We finally went ahead and did the damn thing! The S&P 500 broke through the 3,000 level for the first time ever this past Wednesday following some favorable talk on rate cuts from Federal Reserve Chairman Jerome Powell. But before we pop the Cristal, crank the tunes, and slaughter the fatted calf, it might be wise to take a step back and think about what all of this exactly means.
Don't get us wrong. Reaching an all-time high is never a bad thing—in fact, it's great news for the millions of people worldwide who own a piece of the action in their brokerage and retirement accounts. However, this recent surge has largely been fueled by the expectation of future rate cuts, which in turn, means the market feels there will be more bad economic data going forward.
In short, future bad news is good news for stocks. Makes perfect sense, right?
So what's the best way to look at this situation? Is the next stop for the S&P 4,000 or 2,000? Well, the truth is that no one really knows for sure. But we've tried our best to lay out the hypothetical arguments one could make to frame this market as good, bad, or even ugly.
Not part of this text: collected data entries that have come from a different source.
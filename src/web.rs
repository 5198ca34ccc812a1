//! Browser bindings
//!
//! The page owns the physics engine and the renderer. Every frame it writes
//! the engine's player body into the bridge, calls [`WebGame::tick`] and
//! applies the returned frame: the velocity to set, collider changes and the
//! queued effect / HUD events.

use glam::Vec2;
use serde::Serialize;
use wasm_bindgen::prelude::*;

use crate::settings::Settings;
use crate::sim::host::PlayerFrame;
use crate::sim::{
    Collaborators, EventQueue, HostEvent, MirroredBody, Platform, PlatformId, Simulation, Snapshot,
    Support, TickInput, Touching, tick,
};

#[wasm_bindgen(start)]
pub fn init() {
    console_error_panic_hook::set_once();
    // Already initialised on hot reload; keep the existing logger
    let _ = console_log::init_with_level(log::Level::Info);
    log::info!("Tower Climber core loaded");
}

/// Everything the page needs to apply after a call
#[derive(Serialize)]
struct Frame {
    velocity: Vec2,
    placed: Option<Vec2>,
    added: Vec<Platform>,
    removed: Vec<PlatformId>,
    events: Vec<HostEvent>,
    player: PlayerFrame,
    danger_y: Option<f32>,
    snapshot: Snapshot,
}

fn js_error(err: impl std::fmt::Display) -> JsValue {
    JsValue::from_str(&err.to_string())
}

/// One run, bridged to a JS physics engine
#[wasm_bindgen]
pub struct WebGame {
    sim: Simulation,
    body: MirroredBody,
    queue: EventQueue,
    input: TickInput,
}

#[wasm_bindgen]
impl WebGame {
    /// New run with default tuning. JS numbers are truncated to a u64 seed.
    #[wasm_bindgen(constructor)]
    pub fn new(seed: f64) -> WebGame {
        Self::build(seed as u64, Settings::default())
    }

    /// New run with tuning overrides (partial JSON is fine)
    pub fn with_settings(seed: f64, settings_json: &str) -> Result<WebGame, JsValue> {
        let settings = Settings::from_json(settings_json).map_err(js_error)?;
        Ok(Self::build(seed as u64, settings))
    }

    /// Default tuning as JSON, for tuning panels
    pub fn default_settings() -> Result<String, JsValue> {
        Settings::default().to_json().map_err(js_error)
    }

    /// Build the first stretch of tower. Returns the frame JSON.
    pub fn start(&mut self) -> Result<String, JsValue> {
        self.sim
            .start(&mut Collaborators::new(&mut self.body, &mut self.queue));
        self.frame()
    }

    /// Engine body state for the coming tick
    pub fn set_body(&mut self, x: f32, y: f32, vx: f32, vy: f32) {
        self.body.position = Vec2::new(x, y);
        self.body.velocity = Vec2::new(vx, vy);
    }

    /// Contact flags for the coming tick.
    ///
    /// `support` is the id of the body under the player: 0 for the ground,
    /// a platform id, or negative for nothing known.
    pub fn set_touching(&mut self, down: bool, left: bool, right: bool, support: i32) {
        let support = match support {
            s if s < 0 => None,
            0 => Some(Support::Ground),
            id => Some(Support::Platform(PlatformId(id as u32))),
        };
        self.body.touching = Touching {
            down,
            left,
            right,
            support: support.filter(|_| down),
        };
    }

    /// Held controls for the coming tick
    pub fn set_input(&mut self, left: bool, right: bool, up: bool, restart: bool) {
        self.input = TickInput {
            left,
            right,
            up,
            restart,
        };
    }

    /// Advance one frame. Returns the frame JSON.
    pub fn tick(&mut self, dt: f32, now_ms: f64) -> Result<String, JsValue> {
        tick(
            &mut self.sim,
            &self.input,
            dt,
            now_ms / 1000.0,
            &mut Collaborators::new(&mut self.body, &mut self.queue),
        );
        self.frame()
    }

    pub fn is_game_over(&self) -> bool {
        self.sim.is_game_over()
    }

    pub fn score(&self) -> u32 {
        self.sim.score.score()
    }

    pub fn snapshot(&self) -> Result<String, JsValue> {
        serde_json::to_string(&self.sim.snapshot()).map_err(js_error)
    }
}

impl WebGame {
    fn build(seed: u64, settings: Settings) -> Self {
        Self {
            sim: Simulation::new(seed, settings),
            body: MirroredBody::new(),
            queue: EventQueue::new(),
            input: TickInput::default(),
        }
    }

    fn frame(&mut self) -> Result<String, JsValue> {
        let frame = Frame {
            velocity: self.body.velocity,
            placed: self.body.placed.take(),
            added: std::mem::take(&mut self.body.added),
            removed: std::mem::take(&mut self.body.removed),
            events: self.queue.drain(),
            player: self.queue.player,
            danger_y: self.queue.danger_y,
            snapshot: self.sim.snapshot(),
        };
        serde_json::to_string(&frame).map_err(js_error)
    }
}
Why shouldn't we be at an all-time high? The US unemployment rate is a measly 3.7% and we added another 224,000 jobs in June alone. Sure, the May number was soft, and the labor force participation rate continues to decline—but this market has barely moved since January 2018. It's about time this rally kicked into high gear.
Chairman Powell is right. Both the neutral level of interest rates and natural level of unemployment are lower than previously estimated. Inflation continues to be a non-factor. Cutting rates is the smart decision. We're definitely not trying to have our cake and eat it too.
Get in now, because 3,000 is only the beginning. More and more consumers are joining the global middle class each day, and we are on the cusp of all sorts of technological breakthroughs in artificial intelligence, clean energy, genetic engineering and more.
It's all good. The future is bright!
Corporate earnings are already looking grim and getting worse. Companies are cutting their forward guidance left and right. Frankly, it doesn't make sense that they continue to trade at even higher multiples. Sure, lowering the interest rate means the S&P will trade at a higher P/E ratio, but there's no real, sustainable growth in the actual earnings.
Furthermore, it's now undeniable that the global economy is slowing down. Europe is feeling the squeeze and export-reliant countries in Asia are already in contraction. Singapore, for instance, just reported that its Q2 GDP fell by an annualized 3.4%.
There's a real chance of a global recession, and it's pure fantasy to believe that the US will avoid the negative effects.
Run! Panic! Repent!
This entire market is built on a debt-fueled house of cards that's primed to collapse at any moment. The trade wars have just begun. Corporate debt is at an all-time high (and will soon reach half of the entire US GDP). This is not sustainable!
Worse, the Fed is wasting valuable ammunition by cutting rates before the effects of this impending implosion are even felt. If it's willing to take action now, what the hell is it going to have left when unemployment is at 8%?
This is ugly, and about to get worse.
Only time will tell which of these assessments is right. One thing we can say with confidence is that equities will keep moving. After all, it seems highly unlikely that we can continue to dance around this 3,000 level forever.
There will definitely be opportunities out there for well-disciplined traders.